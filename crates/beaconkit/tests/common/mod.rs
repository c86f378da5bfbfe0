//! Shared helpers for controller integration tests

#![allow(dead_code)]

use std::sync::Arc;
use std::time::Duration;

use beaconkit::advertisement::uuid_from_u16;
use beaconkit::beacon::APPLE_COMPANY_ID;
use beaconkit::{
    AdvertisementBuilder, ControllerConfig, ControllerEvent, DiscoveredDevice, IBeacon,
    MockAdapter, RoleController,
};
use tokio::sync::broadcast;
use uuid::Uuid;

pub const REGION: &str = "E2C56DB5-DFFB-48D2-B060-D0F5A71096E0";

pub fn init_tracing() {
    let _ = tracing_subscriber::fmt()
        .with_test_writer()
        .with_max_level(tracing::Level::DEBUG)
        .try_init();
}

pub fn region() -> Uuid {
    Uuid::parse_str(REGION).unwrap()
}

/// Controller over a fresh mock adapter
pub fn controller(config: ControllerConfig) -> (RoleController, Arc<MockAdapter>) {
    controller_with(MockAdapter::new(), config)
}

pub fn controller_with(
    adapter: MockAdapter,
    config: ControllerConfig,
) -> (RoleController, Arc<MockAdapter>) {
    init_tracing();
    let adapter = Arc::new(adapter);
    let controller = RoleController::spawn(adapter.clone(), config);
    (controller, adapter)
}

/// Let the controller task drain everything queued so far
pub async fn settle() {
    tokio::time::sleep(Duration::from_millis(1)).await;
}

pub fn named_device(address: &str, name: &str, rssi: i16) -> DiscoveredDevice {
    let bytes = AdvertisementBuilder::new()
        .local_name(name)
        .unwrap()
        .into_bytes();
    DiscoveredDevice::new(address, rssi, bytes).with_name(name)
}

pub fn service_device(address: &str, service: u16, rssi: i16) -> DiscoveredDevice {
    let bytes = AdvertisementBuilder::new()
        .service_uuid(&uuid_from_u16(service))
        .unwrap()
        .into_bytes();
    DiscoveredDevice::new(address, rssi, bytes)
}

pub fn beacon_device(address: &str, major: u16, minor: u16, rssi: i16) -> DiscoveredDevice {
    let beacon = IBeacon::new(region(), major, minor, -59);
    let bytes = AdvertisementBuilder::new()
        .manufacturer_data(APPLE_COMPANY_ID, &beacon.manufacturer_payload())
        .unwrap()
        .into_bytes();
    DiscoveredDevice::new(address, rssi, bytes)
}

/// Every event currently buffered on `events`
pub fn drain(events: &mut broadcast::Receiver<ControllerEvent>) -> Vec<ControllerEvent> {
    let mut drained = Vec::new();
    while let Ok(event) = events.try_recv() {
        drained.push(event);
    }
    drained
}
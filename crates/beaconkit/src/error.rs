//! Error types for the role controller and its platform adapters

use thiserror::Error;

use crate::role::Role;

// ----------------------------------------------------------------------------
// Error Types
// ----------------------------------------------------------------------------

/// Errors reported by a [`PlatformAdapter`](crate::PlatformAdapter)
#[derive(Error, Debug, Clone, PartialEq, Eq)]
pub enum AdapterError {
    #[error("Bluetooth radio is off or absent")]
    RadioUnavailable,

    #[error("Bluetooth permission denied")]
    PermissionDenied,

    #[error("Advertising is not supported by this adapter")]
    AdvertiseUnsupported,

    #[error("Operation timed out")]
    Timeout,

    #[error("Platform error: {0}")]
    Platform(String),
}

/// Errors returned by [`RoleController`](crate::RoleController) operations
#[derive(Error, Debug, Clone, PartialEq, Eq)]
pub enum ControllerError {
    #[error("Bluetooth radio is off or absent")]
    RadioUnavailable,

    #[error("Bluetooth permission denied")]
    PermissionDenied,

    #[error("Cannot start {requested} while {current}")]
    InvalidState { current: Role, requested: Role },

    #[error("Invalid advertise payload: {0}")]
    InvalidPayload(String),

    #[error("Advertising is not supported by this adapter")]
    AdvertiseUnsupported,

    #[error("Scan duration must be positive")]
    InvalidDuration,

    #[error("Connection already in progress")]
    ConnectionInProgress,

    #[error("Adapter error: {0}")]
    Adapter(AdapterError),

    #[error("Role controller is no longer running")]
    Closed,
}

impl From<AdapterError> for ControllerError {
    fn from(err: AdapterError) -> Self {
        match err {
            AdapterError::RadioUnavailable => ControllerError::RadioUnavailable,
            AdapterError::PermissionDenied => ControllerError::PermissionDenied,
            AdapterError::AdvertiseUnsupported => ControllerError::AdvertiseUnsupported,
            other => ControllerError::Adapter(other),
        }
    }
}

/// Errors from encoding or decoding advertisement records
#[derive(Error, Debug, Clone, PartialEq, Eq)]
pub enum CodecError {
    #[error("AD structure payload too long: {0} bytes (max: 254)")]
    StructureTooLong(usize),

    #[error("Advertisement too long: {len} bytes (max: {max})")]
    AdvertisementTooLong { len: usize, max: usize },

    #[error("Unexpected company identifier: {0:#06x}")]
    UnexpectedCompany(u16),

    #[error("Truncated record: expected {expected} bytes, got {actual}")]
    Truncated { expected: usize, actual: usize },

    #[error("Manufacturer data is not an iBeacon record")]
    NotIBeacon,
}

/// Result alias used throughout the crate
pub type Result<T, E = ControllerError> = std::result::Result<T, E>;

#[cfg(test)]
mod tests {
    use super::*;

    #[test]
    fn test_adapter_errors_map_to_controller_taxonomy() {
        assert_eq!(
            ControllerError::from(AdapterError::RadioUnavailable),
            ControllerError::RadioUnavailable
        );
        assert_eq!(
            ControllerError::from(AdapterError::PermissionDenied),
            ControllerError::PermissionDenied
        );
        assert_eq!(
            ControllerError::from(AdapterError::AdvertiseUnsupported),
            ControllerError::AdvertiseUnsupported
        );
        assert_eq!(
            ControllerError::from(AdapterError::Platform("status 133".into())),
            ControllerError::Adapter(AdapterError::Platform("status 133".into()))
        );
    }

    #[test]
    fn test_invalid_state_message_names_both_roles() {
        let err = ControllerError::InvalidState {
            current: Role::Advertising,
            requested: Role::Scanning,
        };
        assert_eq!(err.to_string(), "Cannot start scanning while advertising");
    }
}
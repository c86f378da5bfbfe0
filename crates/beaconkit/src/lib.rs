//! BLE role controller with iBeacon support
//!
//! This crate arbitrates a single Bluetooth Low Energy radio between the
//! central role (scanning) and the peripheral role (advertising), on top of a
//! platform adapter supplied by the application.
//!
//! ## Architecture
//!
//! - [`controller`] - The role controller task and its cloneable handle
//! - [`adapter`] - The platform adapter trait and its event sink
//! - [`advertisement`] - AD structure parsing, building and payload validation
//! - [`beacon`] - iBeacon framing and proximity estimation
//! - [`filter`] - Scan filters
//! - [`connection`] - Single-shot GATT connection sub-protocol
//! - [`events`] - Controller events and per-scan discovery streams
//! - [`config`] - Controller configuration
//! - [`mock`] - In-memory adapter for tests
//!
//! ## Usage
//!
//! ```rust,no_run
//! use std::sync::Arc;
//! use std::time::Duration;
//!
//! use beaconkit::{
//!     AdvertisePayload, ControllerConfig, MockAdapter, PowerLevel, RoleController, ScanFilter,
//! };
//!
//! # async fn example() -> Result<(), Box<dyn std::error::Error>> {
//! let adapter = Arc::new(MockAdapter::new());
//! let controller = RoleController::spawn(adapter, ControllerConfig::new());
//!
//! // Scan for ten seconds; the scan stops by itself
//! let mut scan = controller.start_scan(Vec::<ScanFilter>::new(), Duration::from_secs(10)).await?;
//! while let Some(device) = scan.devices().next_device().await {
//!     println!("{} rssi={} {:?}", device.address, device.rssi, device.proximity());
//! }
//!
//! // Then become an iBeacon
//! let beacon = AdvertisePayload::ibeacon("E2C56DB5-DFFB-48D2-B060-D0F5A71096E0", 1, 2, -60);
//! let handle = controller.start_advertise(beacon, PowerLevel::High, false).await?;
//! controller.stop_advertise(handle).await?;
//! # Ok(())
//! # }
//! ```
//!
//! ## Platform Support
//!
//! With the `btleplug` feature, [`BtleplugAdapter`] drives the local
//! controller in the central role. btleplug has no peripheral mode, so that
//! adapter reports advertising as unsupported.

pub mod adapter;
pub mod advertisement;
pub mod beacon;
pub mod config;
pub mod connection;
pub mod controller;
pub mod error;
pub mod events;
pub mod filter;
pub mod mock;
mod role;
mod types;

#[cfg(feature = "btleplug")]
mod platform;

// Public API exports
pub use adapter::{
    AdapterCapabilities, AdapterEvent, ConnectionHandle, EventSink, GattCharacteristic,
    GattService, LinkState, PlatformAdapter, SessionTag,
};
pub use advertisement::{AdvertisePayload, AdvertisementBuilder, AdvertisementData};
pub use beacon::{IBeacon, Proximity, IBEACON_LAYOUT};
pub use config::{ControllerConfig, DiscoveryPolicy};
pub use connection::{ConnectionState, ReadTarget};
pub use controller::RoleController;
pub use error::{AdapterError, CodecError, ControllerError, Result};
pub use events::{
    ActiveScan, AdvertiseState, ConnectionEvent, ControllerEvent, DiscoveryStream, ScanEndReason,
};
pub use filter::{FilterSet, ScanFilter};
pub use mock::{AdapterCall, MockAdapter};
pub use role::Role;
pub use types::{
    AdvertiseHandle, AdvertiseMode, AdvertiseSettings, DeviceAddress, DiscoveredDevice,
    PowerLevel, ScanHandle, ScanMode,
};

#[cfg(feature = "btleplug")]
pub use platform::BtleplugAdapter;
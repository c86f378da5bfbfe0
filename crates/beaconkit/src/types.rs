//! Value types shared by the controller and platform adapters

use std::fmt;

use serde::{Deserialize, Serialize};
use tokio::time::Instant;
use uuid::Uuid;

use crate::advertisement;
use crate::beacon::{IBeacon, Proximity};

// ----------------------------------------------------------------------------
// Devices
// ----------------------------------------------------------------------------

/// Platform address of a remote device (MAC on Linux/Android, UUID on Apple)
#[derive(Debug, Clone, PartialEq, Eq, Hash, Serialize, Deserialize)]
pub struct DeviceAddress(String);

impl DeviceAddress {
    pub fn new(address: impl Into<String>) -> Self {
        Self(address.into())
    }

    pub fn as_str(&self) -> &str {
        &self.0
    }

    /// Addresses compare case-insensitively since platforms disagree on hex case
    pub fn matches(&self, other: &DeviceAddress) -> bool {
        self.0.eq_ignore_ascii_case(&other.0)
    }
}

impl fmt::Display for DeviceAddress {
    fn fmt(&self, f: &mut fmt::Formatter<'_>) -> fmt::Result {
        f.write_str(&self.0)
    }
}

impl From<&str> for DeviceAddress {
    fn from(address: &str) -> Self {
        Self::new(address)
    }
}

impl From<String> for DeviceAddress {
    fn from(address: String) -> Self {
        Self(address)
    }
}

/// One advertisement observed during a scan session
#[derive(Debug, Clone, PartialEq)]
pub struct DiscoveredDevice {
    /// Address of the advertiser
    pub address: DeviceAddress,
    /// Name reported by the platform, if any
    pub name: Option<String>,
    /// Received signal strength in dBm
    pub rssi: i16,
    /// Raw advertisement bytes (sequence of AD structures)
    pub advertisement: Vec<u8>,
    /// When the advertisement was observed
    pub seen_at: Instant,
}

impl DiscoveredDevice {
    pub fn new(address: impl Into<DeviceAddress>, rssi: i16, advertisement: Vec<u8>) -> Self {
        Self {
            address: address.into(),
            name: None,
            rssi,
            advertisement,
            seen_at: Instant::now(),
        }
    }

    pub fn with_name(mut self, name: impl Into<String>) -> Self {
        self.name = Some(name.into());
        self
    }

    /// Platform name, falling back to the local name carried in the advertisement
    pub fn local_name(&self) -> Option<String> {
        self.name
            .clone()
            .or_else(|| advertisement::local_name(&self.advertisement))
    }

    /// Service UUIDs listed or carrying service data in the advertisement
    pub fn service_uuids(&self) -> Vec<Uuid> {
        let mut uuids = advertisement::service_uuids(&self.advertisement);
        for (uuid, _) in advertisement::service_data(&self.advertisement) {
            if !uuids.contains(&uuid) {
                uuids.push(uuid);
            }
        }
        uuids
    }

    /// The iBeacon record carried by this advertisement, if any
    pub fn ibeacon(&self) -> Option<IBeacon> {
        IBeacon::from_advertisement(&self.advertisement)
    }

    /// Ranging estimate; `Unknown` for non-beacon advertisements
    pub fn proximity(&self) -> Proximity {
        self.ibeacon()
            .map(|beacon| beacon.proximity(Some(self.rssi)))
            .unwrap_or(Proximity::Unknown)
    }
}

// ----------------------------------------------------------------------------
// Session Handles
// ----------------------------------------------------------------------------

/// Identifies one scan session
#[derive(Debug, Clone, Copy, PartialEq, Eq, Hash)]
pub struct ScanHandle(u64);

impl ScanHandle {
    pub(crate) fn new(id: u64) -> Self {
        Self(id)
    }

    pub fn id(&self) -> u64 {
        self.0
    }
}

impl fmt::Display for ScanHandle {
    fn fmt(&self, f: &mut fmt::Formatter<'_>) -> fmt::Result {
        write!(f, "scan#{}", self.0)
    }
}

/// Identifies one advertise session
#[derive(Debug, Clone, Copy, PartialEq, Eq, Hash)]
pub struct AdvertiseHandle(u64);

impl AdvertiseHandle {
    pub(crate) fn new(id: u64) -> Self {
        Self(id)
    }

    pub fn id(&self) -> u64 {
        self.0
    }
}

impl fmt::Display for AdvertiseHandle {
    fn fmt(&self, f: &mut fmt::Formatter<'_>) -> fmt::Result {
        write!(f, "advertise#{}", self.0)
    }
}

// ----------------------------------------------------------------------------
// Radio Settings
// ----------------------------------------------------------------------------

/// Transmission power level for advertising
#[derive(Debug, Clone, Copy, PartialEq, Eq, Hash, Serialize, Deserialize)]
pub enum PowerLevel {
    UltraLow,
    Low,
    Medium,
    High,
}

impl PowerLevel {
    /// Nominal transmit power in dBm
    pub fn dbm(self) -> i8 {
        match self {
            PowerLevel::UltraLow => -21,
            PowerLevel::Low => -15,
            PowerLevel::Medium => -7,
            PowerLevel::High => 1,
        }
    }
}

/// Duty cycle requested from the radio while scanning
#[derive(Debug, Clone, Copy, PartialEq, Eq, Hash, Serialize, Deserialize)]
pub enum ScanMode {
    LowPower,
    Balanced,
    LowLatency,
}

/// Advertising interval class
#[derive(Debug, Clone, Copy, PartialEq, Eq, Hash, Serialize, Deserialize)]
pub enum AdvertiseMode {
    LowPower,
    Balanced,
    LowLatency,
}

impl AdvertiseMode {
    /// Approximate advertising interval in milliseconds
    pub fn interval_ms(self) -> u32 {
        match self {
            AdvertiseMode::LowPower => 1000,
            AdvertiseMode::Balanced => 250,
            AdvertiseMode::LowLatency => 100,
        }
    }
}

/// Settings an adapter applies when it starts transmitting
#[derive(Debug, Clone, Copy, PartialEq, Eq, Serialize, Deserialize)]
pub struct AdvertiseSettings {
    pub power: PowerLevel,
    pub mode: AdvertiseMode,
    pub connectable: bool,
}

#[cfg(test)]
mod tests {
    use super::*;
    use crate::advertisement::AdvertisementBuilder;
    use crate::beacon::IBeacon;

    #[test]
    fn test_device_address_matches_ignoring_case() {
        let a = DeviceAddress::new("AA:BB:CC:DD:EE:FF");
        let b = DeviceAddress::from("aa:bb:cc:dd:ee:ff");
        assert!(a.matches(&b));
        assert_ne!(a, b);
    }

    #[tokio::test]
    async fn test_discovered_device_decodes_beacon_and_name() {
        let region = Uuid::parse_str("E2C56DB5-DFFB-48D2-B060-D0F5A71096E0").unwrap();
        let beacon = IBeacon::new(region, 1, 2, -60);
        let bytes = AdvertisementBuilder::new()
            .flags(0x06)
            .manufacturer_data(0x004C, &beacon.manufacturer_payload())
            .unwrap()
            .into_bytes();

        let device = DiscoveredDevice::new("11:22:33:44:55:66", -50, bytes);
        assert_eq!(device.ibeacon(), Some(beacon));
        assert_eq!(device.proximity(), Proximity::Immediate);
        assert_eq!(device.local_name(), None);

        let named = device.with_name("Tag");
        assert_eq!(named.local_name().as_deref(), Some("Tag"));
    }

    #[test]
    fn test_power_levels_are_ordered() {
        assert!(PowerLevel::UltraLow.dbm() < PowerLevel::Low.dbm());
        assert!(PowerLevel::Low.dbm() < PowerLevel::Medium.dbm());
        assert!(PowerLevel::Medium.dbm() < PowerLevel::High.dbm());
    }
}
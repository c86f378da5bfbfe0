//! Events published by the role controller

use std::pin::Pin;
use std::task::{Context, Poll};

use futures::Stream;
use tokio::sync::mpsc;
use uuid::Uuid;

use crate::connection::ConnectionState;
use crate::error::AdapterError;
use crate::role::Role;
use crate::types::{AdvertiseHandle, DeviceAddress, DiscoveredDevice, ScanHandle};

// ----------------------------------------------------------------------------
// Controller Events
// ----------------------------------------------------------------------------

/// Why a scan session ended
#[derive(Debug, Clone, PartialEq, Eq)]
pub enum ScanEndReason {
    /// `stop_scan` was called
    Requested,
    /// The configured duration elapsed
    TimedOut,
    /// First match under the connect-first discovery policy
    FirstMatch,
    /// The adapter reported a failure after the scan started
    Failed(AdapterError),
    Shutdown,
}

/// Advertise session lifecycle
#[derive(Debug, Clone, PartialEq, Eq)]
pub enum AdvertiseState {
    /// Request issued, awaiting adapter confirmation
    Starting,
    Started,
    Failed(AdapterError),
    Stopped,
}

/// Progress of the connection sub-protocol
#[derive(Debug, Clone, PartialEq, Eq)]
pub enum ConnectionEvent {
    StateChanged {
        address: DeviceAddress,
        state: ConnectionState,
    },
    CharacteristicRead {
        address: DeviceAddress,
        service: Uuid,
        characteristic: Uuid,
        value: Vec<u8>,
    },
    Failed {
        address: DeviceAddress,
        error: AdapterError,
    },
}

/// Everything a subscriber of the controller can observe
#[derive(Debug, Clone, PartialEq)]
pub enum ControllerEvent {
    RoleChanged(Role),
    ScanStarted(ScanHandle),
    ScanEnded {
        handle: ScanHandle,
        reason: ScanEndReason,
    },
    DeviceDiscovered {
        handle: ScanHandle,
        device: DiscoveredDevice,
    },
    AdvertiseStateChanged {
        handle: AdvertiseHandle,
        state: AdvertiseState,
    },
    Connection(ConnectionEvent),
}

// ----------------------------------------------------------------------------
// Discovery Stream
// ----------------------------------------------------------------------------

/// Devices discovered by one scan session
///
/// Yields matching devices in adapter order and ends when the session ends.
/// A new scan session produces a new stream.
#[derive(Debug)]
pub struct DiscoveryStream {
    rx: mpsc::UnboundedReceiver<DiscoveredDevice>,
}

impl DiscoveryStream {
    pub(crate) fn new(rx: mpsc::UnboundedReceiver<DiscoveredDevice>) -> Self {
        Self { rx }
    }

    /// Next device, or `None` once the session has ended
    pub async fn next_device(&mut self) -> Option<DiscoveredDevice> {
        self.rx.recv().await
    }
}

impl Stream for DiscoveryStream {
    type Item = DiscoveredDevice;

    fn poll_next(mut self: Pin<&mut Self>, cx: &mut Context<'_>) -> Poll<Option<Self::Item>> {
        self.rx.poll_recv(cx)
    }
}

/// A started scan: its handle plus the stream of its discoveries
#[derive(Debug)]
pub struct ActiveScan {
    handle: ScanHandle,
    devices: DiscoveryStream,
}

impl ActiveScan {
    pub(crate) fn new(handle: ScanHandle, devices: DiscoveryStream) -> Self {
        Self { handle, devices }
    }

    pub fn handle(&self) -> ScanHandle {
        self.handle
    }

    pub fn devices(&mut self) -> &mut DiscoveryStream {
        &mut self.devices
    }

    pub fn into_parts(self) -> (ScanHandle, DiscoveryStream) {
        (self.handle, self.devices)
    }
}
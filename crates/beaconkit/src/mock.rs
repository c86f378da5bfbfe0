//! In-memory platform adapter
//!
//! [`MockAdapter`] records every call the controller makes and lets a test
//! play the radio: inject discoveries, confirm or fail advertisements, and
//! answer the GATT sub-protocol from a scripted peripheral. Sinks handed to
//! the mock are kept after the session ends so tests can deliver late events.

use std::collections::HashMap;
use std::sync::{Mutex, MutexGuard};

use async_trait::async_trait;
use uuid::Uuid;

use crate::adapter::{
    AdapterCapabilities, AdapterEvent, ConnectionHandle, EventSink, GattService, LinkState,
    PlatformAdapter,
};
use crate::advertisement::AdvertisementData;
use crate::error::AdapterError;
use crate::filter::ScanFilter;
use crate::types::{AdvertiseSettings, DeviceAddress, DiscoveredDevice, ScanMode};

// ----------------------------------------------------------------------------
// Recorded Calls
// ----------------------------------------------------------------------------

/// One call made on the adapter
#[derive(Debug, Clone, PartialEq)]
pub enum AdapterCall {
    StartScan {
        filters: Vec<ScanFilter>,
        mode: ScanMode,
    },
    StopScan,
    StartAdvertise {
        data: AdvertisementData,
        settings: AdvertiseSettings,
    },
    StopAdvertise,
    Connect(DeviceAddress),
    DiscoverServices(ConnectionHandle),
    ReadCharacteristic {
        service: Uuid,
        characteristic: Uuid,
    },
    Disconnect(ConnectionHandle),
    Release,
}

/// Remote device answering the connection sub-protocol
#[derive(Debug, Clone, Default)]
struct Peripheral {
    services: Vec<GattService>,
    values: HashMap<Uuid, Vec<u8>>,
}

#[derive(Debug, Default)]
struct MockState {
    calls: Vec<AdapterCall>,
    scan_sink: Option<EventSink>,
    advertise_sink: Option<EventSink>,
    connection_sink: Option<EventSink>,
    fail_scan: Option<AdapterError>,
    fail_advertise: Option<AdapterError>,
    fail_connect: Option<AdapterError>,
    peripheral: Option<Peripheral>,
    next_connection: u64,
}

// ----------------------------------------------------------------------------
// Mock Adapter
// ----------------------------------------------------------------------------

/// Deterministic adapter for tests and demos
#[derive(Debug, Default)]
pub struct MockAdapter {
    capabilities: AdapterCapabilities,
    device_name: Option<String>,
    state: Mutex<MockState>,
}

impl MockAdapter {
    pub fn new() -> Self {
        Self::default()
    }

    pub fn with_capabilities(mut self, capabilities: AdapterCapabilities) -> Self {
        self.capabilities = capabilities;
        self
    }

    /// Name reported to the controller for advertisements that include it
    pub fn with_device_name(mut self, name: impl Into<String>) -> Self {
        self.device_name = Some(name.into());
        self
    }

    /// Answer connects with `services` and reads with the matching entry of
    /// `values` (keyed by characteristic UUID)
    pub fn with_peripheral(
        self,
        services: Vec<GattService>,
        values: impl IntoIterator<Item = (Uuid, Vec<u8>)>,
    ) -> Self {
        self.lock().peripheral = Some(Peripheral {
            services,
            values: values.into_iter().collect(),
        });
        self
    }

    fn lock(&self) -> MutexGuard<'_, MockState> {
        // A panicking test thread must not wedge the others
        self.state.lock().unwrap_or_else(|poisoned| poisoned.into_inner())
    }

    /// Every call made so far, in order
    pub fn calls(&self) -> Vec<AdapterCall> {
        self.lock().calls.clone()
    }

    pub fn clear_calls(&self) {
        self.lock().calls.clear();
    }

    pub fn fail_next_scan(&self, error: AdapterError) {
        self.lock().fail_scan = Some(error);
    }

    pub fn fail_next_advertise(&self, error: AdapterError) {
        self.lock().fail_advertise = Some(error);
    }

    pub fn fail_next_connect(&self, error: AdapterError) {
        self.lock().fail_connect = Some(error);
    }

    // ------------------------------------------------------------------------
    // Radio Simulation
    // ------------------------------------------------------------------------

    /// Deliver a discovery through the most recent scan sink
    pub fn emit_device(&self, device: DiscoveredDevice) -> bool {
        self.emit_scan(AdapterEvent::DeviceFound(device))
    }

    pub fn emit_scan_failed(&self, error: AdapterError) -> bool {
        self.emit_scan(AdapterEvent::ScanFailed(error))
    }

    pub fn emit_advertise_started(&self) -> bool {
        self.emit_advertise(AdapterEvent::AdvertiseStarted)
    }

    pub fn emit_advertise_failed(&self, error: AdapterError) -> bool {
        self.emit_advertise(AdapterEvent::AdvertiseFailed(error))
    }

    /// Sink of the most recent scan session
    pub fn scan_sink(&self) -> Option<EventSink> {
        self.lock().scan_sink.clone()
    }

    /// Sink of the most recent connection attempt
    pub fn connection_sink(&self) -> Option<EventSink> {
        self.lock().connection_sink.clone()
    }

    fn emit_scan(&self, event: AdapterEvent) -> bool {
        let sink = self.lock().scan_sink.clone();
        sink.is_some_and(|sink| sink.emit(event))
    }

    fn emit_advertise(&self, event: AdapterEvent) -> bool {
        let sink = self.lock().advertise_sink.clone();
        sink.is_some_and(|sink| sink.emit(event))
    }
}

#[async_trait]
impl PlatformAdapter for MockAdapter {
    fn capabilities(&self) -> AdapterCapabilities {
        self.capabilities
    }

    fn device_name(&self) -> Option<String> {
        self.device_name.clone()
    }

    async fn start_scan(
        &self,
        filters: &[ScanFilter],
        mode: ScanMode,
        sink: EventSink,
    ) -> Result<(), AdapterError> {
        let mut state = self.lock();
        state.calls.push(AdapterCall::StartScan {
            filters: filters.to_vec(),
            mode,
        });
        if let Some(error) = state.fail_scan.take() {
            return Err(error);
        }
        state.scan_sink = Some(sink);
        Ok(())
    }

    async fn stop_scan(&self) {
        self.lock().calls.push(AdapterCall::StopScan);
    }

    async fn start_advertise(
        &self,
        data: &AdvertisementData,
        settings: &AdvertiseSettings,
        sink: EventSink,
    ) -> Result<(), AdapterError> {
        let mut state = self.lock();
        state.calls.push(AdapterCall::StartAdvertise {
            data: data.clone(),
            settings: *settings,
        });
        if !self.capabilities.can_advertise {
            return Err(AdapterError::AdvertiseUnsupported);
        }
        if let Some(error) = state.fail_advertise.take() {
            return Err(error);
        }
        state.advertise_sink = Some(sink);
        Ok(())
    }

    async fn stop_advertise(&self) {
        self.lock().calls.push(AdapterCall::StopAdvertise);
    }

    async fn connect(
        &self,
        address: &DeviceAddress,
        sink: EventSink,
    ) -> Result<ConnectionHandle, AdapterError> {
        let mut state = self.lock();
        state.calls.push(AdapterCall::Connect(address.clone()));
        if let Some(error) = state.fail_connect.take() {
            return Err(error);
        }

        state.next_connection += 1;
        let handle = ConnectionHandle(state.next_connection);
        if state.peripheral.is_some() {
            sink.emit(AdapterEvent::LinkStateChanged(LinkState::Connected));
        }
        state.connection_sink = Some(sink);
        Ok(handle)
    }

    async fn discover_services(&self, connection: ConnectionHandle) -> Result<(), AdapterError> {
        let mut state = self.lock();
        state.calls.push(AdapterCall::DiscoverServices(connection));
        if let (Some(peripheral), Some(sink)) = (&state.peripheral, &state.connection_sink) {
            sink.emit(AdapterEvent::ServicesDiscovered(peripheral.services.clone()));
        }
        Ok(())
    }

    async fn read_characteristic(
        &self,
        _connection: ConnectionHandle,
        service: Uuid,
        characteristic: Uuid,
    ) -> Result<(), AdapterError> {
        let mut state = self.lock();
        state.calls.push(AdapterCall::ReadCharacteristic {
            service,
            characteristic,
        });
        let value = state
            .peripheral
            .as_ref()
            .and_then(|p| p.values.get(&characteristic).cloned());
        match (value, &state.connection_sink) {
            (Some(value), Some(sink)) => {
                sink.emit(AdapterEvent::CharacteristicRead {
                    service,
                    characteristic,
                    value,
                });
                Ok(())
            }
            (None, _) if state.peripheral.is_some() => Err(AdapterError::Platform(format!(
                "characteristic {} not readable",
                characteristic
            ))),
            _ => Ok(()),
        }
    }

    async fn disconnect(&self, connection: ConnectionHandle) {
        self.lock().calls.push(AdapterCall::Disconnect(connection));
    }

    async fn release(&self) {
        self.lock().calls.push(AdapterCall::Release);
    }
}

::::::

__What is needed__. In the records above, which lines hold the string "task"? Copy each one.

__Completed exercise__.
/// Let the controller task drain everything queued so far
//! - [`controller`] - The role controller task and its cloneable handle
use std::task::{Context, Poll};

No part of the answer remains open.